You're not going to kill a titan with electricity for example.
And it may very well be that some skills are better than others - in fact, I
don't think that can be avoided. The more important point is to try and keep
them at least somewhat balanced (if the air mage is clearly the best to play all
the time, then some rebalancing is needed). But we know all the spells
basically need to be rebalanced, so I don't see that as necessarily a stopper -
in fact, by segregating skills, it may in fact be easier to spot balance issues
- it seems pretty clear now that most of the summoning spells are underpowered
relative to other skills, but before that was split it, you didn't see that as much.
If the appropriate skills only have have spells of that type, and people say
'well, I got to level 20 in fire easily, and level 20 in water was a bit harder,
but level 20 in earth was next to impossible', it makes it pretty clear that the
earth spells - probably as a whole, need balancing, and not just individual
spells - it would be a case that monsters are obviously more resistant to earth
type magic than others.
My thought for attacktypes is that at low levels, spells would still be magic
| element - after all, it is 'elemental magic'. At higher levels, as you master
the skills, you get some spells that are just the pure element - you've been
able to master the skill enough that magic is no longer mixed in.
As far as specialists and generalists - that is fair enough - a generalist
that can learn every skill might be reasonable.

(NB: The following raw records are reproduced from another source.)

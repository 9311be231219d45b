//! Bounded pool for blocking work
//!
//! Sampling calls block for as long as the model runs. The scheduler moves
//! them onto tokio's blocking threads while a semaphore caps how many run
//! at once, so producers only ever await a [`JobHandle`].

use std::sync::Arc;
use std::time::Duration;

use scrivener_config::SchedulerConfig;
use thiserror::Error;
use tokio::sync::Semaphore;
use tokio::task::JoinHandle;
use tracing::warn;

#[derive(Debug, Error, Clone, PartialEq, Eq)]
pub enum ScheduleError {
    #[error("Scheduler is closed")]
    Closed,

    #[error("Job exceeded its time limit of {0:?}")]
    TimedOut(Duration),

    #[error("Job panicked: {0}")]
    Panicked(String),
}

/// Dispatches blocking closures onto a fixed number of worker slots.
#[derive(Debug, Clone)]
pub struct RenderScheduler {
    permits: Arc<Semaphore>,
    workers: usize,
    timeout: Option<Duration>,
}

impl RenderScheduler {
    pub fn new(config: &SchedulerConfig) -> Self {
        let workers = config.workers.max(1);
        Self {
            permits: Arc::new(Semaphore::new(workers)),
            workers,
            timeout: config.sample_timeout,
        }
    }

    pub fn workers(&self) -> usize {
        self.workers
    }

    pub fn timeout(&self) -> Option<Duration> {
        self.timeout
    }

    /// Queue `work` for a worker slot. Must be called within a tokio runtime.
    ///
    /// The time limit, when configured, starts once a slot is acquired. A job
    /// that overruns it is reported as timed out; the blocking call itself
    /// cannot be interrupted and keeps its slot until it returns.
    pub fn dispatch<T, F>(&self, work: F) -> JobHandle<T>
    where
        F: FnOnce() -> T + Send + 'static,
        T: Send + 'static,
    {
        let permits = Arc::clone(&self.permits);
        let limit = self.timeout;

        let task = tokio::spawn(async move {
            let permit = permits
                .acquire_owned()
                .await
                .map_err(|_| ScheduleError::Closed)?;

            let blocking = tokio::task::spawn_blocking(move || {
                let _permit = permit;
                work()
            });

            match limit {
                Some(limit) => match tokio::time::timeout(limit, blocking).await {
                    Ok(joined) => joined.map_err(|e| ScheduleError::Panicked(e.to_string())),
                    Err(_) => {
                        warn!("Blocking job exceeded {:?}", limit);
                        Err(ScheduleError::TimedOut(limit))
                    }
                },
                None => blocking
                    .await
                    .map_err(|e| ScheduleError::Panicked(e.to_string())),
            }
        });

        JobHandle { task }
    }

    /// Dispatch and wait in one step
    pub async fn run<T, F>(&self, work: F) -> Result<T, ScheduleError>
    where
        F: FnOnce() -> T + Send + 'static,
        T: Send + 'static,
    {
        self.dispatch(work).join().await
    }

    /// Refuse new jobs. Jobs already holding a slot run to completion.
    pub fn close(&self) {
        self.permits.close();
    }

    pub fn is_closed(&self) -> bool {
        self.permits.is_closed()
    }
}

/// Pending result of a dispatched job. Dropping it abandons the job.
#[derive(Debug)]
pub struct JobHandle<T> {
    task: JoinHandle<Result<T, ScheduleError>>,
}

impl<T> JobHandle<T> {
    pub async fn join(mut self) -> Result<T, ScheduleError> {
        match (&mut self.task).await {
            Ok(result) => result,
            Err(e) if e.is_cancelled() => Err(ScheduleError::Closed),
            Err(e) => Err(ScheduleError::Panicked(e.to_string())),
        }
    }

    pub fn abort(&self) {
        self.task.abort();
    }
}

impl<T> Drop for JobHandle<T> {
    fn drop(&mut self) {
        self.task.abort();
    }
}

#[cfg(test)]
mod tests {
    use super::*;
    use std::sync::atomic::{AtomicUsize, Ordering};

    fn scheduler(workers: usize, timeout: Option<Duration>) -> RenderScheduler {
        RenderScheduler::new(&SchedulerConfig {
            workers,
            sample_timeout: timeout,
            ..SchedulerConfig::default()
        })
    }

    #[tokio::test]
    async fn test_run_returns_result() {
        let s = scheduler(2, None);
        assert_eq!(s.run(|| 21 * 2).await, Ok(42));
    }

    #[tokio::test(flavor = "multi_thread", worker_threads = 2)]
    async fn test_concurrency_is_bounded() {
        let s = scheduler(2, None);
        let running = Arc::new(AtomicUsize::new(0));
        let peak = Arc::new(AtomicUsize::new(0));

        let handles: Vec<_> = (0..6)
            .map(|_| {
                let running = Arc::clone(&running);
                let peak = Arc::clone(&peak);
                s.dispatch(move || {
                    let now = running.fetch_add(1, Ordering::SeqCst) + 1;
                    peak.fetch_max(now, Ordering::SeqCst);
                    std::thread::sleep(Duration::from_millis(20));
                    running.fetch_sub(1, Ordering::SeqCst);
                })
            })
            .collect();

        for handle in handles {
            handle.join().await.unwrap();
        }
        assert!(peak.load(Ordering::SeqCst) <= 2);
    }

    #[tokio::test]
    async fn test_timeout() {
        let s = scheduler(1, Some(Duration::from_millis(20)));
        let result = s
            .run(|| std::thread::sleep(Duration::from_millis(200)))
            .await;
        assert_eq!(result, Err(ScheduleError::TimedOut(Duration::from_millis(20))));
    }

    #[tokio::test]
    async fn test_panic_is_reported() {
        let s = scheduler(1, None);
        let result: Result<(), _> = s.run(|| panic!("sampler blew up")).await;
        assert!(matches!(result, Err(ScheduleError::Panicked(_))));
    }

    #[tokio::test]
    async fn test_closed_rejects_jobs() {
        let s = scheduler(1, None);
        s.close();
        assert!(s.is_closed());
        assert_eq!(s.run(|| 1).await, Err(ScheduleError::Closed));
    }
}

The problem here is actual
balancing of that - the current bonuses for attuned and repelled probably do not
make up for the advantage of having all the elements available, so I'd think in
most all cases, that is what people would do. You may get some people that
specialize - a fireborn may very well be a fire mage simply for his own safety
as much as anything else.
AD&D balances things in a different way - specialists get a bonus spell in
what they are a specialized in. But it uses a memorization scheme, so if you
only get 1 second level, but as a specialist, you get 2, that is a big bonus.
You're proposal is an interesting one - I take it you really mean that
effectively, the skill level is half, eg, if I'm a level 20 sorcerer, than when
casting elemental skills, I cast them at effectively level 10? And likewise, if
I'm a level 20 fire specialist, I cast the general mage spells at level 10?

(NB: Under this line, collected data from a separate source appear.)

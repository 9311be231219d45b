//! Scrivener rendering core - raw pen strokes to vector drawings
//!
//! This crate turns stroke samples from a handwriting model into SVG:
//! - [`geometry`] - Integration, denoising, scaling and placement of strokes
//! - [`path`] - Pen-up/pen-down path command generation
//! - [`cache`] - Size- and age-bounded memo of normalized geometry
//! - [`document`] - One complete document per request
//! - [`stream`] - Incremental path events over a bounded channel
//! - [`scheduler`] - Bounded worker pool for blocking sampler calls
//! - [`engine`] - Lifecycle owner tying the pieces together
//! - [`export`] - Converters from finished documents to other formats
//! - [`validation`] - Defensive request checks

pub mod cache;
pub mod constants;
pub mod document;
pub mod engine;
pub mod error;
pub mod export;
pub mod geometry;
pub mod path;
pub mod scheduler;
pub mod stream;
pub mod types;
pub mod validation;

pub use cache::{CacheStats, TransformCache};
pub use constants::*;
pub use document::DocumentRenderer;
pub use engine::RenderEngine;
pub use error::{ConversionError, RenderError, ValidationError};
pub use export::{DataUriConverter, SvgPassthrough, VectorToDocument};
#[cfg(feature = "pdf")]
pub use export::PdfConverter;
#[cfg(feature = "raster")]
pub use export::RasterConverter;
pub use geometry::GeometryNormalizer;
pub use path::{PathBuilder, split_segments};
pub use scheduler::{JobHandle, RenderScheduler, ScheduleError};
pub use stream::{CancelHandle, RenderStream, StreamOutcome, StreamPhase, StreamRenderer};
pub use types::{Bounds, Coordinate, CoordinateSequence};
pub use validation::{is_drawable, validate_request};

The idea/plan to rebalance spells is there, which includes having spells going
from level 1 to 100 (or thereabouts), so your point about some spells not being
available would be true. (and the reverse is true - some powerful general magic
spells would be unlearnable by the specialists)
A question, however, is actual skills - such a method would sort of suggest
that spell skills really can't be gained - if a fire specialist gets a scroll of
sorcery and learns it, then that penalty is effectively lost, and some for a
generalist he gets a scroll of fire magic. I have no problem with that in
place, but it does mean that that what skills you start with is what you've got
for the entire game - many other games already do that.
While one could do the right at higher levels, whatever, that can cause
problems in its own way - if I'm a level 80 generalist, is it even that worth
while to get fire magic at level 1 at that point? And maybe more to the point,
shouldn't we maybe really be suggesting that instead of doing that, such that
all high level characters would have all the skills, that they should just start
a new character and play again?
Last point - I actually disagree that there needs to be a generalist class
that has every spell accessible. If one takes that with spells, one could also
extend that to skills (which I think causes some balance issues). And right
now, on the praying side, that isn't really true either - there are certain
unique spells for each god, some gods have certain spell paths denied, etc -
there isn't any single character that can have all the cleric types available at
the same time.
What I would say, however, is that the generally useful ones should be fairly
readily available in scroll/potion/wand form.